Nikon 70-200 VRII vs Canon 70-200 Zoom Test! Interesting results!: Nikon SLR Lens Talk Forum: Digital Photography Review

Does anyone know much about this issue?


----------



## Overread (Dec 12, 2009)

Didn't we have a thread reporting this a few days ago? 

I have encountered some slightly off focal ranges used in advertising - things like the sigma 2*TC being more like a 1.95*TC and a few lenses I have read don't have perfect focal lengths when measured up against others.
But in all those examples the difference was quite small and only really showed when doing test shots side by side in controled conditions - and out in the field the tiny differences would not affect the shot overall nor show up.

However, if this test is accurate, then something has gone seriously wrong with the nikon lens I think. Might be a manufacturer error or design error, but I would have expected either of those to be noticed before release. It might be Nikon is trying something fancy somewhere with the naming and lens tech but I don't see how it would benefit them if this is the case.

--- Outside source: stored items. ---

pub mod lifecycle_error;

use crate::services::backends::NamespaceClient;
use crate::services::lifecycle::lifecycle_error::LifecycleError;
use crate::services::naming::RunId;
use crate::services::reporting::ProgressReporter;
use log::{info, warn};
use std::sync::Arc;

/// Namespace owned by a single test, from creation until deletion.
/// It is handed from the before hook to the after hook of the same test and
/// consumed by the latter, so a namespace is deleted at most once.
#[derive(Debug, PartialEq, Eq)]
pub struct TestNamespace {
    test_name: String,
    namespace: String,
}

impl TestNamespace {
    pub fn test_name(&self) -> &str {
        &self.test_name
    }

    pub fn namespace(&self) -> &str {
        &self.namespace
    }
}

/// Completion status of a test body
#[derive(Debug, Clone, Copy, Default, PartialEq, Eq)]
pub struct TestOutcome {
    pub failed: bool,
    pub skipped: bool,
}

impl TestOutcome {
    pub fn passed() -> Self {
        TestOutcome::default()
    }

    pub fn failed() -> Self {
        TestOutcome {
            failed: true,
            skipped: false,
        }
    }

    pub fn skipped() -> Self {
        TestOutcome {
            failed: false,
            skipped: true,
        }
    }
}

/// Creates a namespace before each test and deletes it afterwards,
/// forwarding start and stop events to the progress reporter
pub struct NamespaceLifecycleManager {
    run_id: RunId,
    client: Arc<dyn NamespaceClient>,
    reporter: Arc<dyn ProgressReporter>,
}

impl NamespaceLifecycleManager {
    pub fn new(run_id: RunId, client: Arc<dyn NamespaceClient>, reporter: Arc<dyn ProgressReporter>) -> Self {
        NamespaceLifecycleManager {
            run_id,
            client,
            reporter,
        }
    }

    pub fn run_id(&self) -> &RunId {
        &self.run_id
    }

    pub fn reporter(&self) -> Arc<dyn ProgressReporter> {
        self.reporter.clone()
    }

    pub async fn before_test(&self, test_name: &str) -> Result<TestNamespace, LifecycleError> {
        self.reporter.start_test(test_name).await;

        let namespace = self.run_id.namespace_name();
        info!("Creating namespace {} for test {}", namespace, test_name);

        if let Err(source) = self.client.create(&namespace).await {
            let error = LifecycleError::SetupFailure {
                test_name: test_name.to_string(),
                namespace,
                source,
            };
            self.reporter
                .stop_test(test_name, true, false, Some(error.to_string().as_str()))
                .await;
            return Err(error);
        }

        Ok(TestNamespace {
            test_name: test_name.to_string(),
            namespace,
        })
    }

    pub async fn after_test(&self, test_namespace: TestNamespace, outcome: TestOutcome) -> Result<(), LifecycleError> {
        let TestNamespace { test_name, namespace } = test_namespace;
        self.reporter
            .stop_test(&test_name, outcome.failed, outcome.skipped, None)
            .await;

        info!("Deleting namespace {} for test {}", namespace, test_name);
        self.client.delete(&namespace).await.map_err(|source| {
            warn!("Failed to delete namespace {} for test {}: {}", namespace, test_name, source);
            LifecycleError::TeardownFailure {
                test_name,
                namespace,
                source,
            }
        })
    }
}
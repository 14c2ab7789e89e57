#[cfg(test)]
mod tests;

use crate::configuration::environment_source::EnvironmentSource;
use std::fmt::{Display, Formatter};

pub const TARGET_ENVIRONMENT_KEY: &str = "K8S_ENVIRONMENT";
pub const DEFAULT_TARGET_ENVIRONMENT: &str = "EKS";

/// The Kubernetes distribution the suite runs against
#[derive(Debug, Clone, Copy, PartialEq, Eq, Hash)]
pub enum TargetEnvironment {
    OnPrem,
    Eks,
    Aks,
    Gcp,
}

impl TargetEnvironment {
    pub fn as_str(&self) -> &'static str {
        match self {
            TargetEnvironment::OnPrem => "on-prem",
            TargetEnvironment::Eks => "EKS",
            TargetEnvironment::Aks => "AKS",
            TargetEnvironment::Gcp => "GCP",
        }
    }

    /// Unknown tags select an on-prem cluster
    pub fn from_tag(tag: &str) -> Self {
        match tag {
            "EKS" => TargetEnvironment::Eks,
            "AKS" => TargetEnvironment::Aks,
            "GCP" => TargetEnvironment::Gcp,
            _ => TargetEnvironment::OnPrem,
        }
    }

    pub fn from_env(source: &dyn EnvironmentSource) -> Self {
        Self::from_tag(&source.lookup_or(TARGET_ENVIRONMENT_KEY, DEFAULT_TARGET_ENVIRONMENT))
    }

    /// Managed control planes that do not allow every conformance test to run
    pub fn is_restricted(&self) -> bool {
        matches!(self, TargetEnvironment::Aks | TargetEnvironment::Gcp)
    }
}

impl Display for TargetEnvironment {
    fn fmt(&self, f: &mut Formatter<'_>) -> std::fmt::Result {
        write!(f, "{}", self.as_str())
    }
}

/// Returns false if any of the given environments is restricted
pub fn is_test_applicable(environments: &[TargetEnvironment]) -> bool {
    !environments.iter().any(TargetEnvironment::is_restricted)
}
use std::collections::HashMap;

/// Source of configuration values keyed by environment variable name
pub trait EnvironmentSource: Send + Sync {
    fn lookup(&self, key: &str) -> Option<String>;

    fn lookup_or(&self, key: &str, fallback: &str) -> String {
        self.lookup(key).unwrap_or_else(|| fallback.to_string())
    }
}

/// Reads values from the environment of the current process
pub struct ProcessEnvironment;

impl EnvironmentSource for ProcessEnvironment {
    fn lookup(&self, key: &str) -> Option<String> {
        std::env::var(key).ok()
    }
}

impl EnvironmentSource for HashMap<String, String> {
    fn lookup(&self, key: &str) -> Option<String> {
        self.get(key).cloned()
    }
}
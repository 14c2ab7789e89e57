use crate::services::reporting::ProgressReporter;
use async_trait::async_trait;

pub struct LogProgressReporter;

impl LogProgressReporter {
    pub fn new() -> Self {
        Self {}
    }
}

impl Default for LogProgressReporter {
    fn default() -> Self {
        Self::new()
    }
}

#[async_trait]
impl ProgressReporter for LogProgressReporter {
    async fn start_test(&self, name: &str) {
        log::info!(
            // Indicates the progress events for easier filtering in log aggregation systems
            log_type = "progress",
            test = name,
            event = "start";

            "Test started: {}", name);
    }

    async fn stop_test(&self, name: &str, failed: bool, skipped: bool, error: Option<&str>) {
        log::info!(
            log_type = "progress",
            test = name,
            event = "stop",
            failed = failed,
            skipped = skipped,
            error = error.unwrap_or_default();

            "Test finished: {}", name);
    }
}
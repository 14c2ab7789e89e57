
use log::{LevelFilter, Log, SetLoggerError, set_boxed_logger, set_max_level};

/// Dispatches log records to several loggers under a common maximum level
pub struct ComposedLogger {
    loggers: Vec<Box<dyn Log>>,
    global_filter: Option<LevelFilter>,
}

impl ComposedLogger {
    pub fn new() -> Self {
        Self {
            loggers: Vec::new(),
            global_filter: None,
        }
    }

    pub fn with_logger(mut self, logger: Box<dyn Log>) -> Self {
        self.loggers.push(logger);
        self
    }

    pub fn with_global_level(mut self, filter: LevelFilter) -> Self {
        self.global_filter = Some(filter);
        self
    }

    pub fn init(self) -> Result<(), SetLoggerError> {
        let global_filter = self.global_filter.unwrap_or(LevelFilter::Info);
        set_boxed_logger(Box::new(self))?;
        set_max_level(global_filter);
        Ok(())
    }

    fn allowed(&self, metadata: &log::Metadata<'_>) -> bool {
        self.global_filter.is_none_or(|filter| metadata.level() <= filter)
    }
}

impl Default for ComposedLogger {
    fn default() -> Self {
        Self::new()
    }
}

impl Log for ComposedLogger {
    fn enabled(&self, metadata: &log::Metadata<'_>) -> bool {
        self.allowed(metadata) && self.loggers.iter().any(|logger| logger.enabled(metadata))
    }

    fn log(&self, record: &log::Record<'_>) {
        if !self.allowed(record.metadata()) {
            return;
        }
        for logger in &self.loggers {
            if logger.enabled(record.metadata()) {
                logger.log(record);
            }
        }
    }

    fn flush(&self) {
        for logger in &self.loggers {
            logger.flush();
        }
    }
}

I'm confused on this issue

*edit* reading a bit more its only a close distances that hte problem appears - still even though its closer distances only and its a normal 200mm at further off subjects it still looks to be a pretty big loss of focal length - sure it might be sharper as a result, but if one loses versatility and has to resort to other lenses is that improvement in sharpness worth the loss?


----------



## Derrel (Dec 12, 2009)

Yes, MrLogic began a thread, based on the dPreview tests done by Marianne Oelund. That was on Dec. 3,2009, in this thread 

http://www.thephotoforum.com/forum/...-70-200-ii-effective-focal-lengths-200mm.html

Extreme loss of focal length at CLOSE focusing distances is pretty common in many lenses; With the 70-200 VR-II, the lens at Infinity focus is longer than Nikon's 200mm f/2 AF-S VR-G lens. Nikon's 18-200mm VR loses so much focal length when focused at its closest distance that is is scarcely longer than an 85mm lens...LOSING focal length as a lens focuses closer is very,very common. Macro lenses for example, the Tamron 90mm is about 73mm at 1:1.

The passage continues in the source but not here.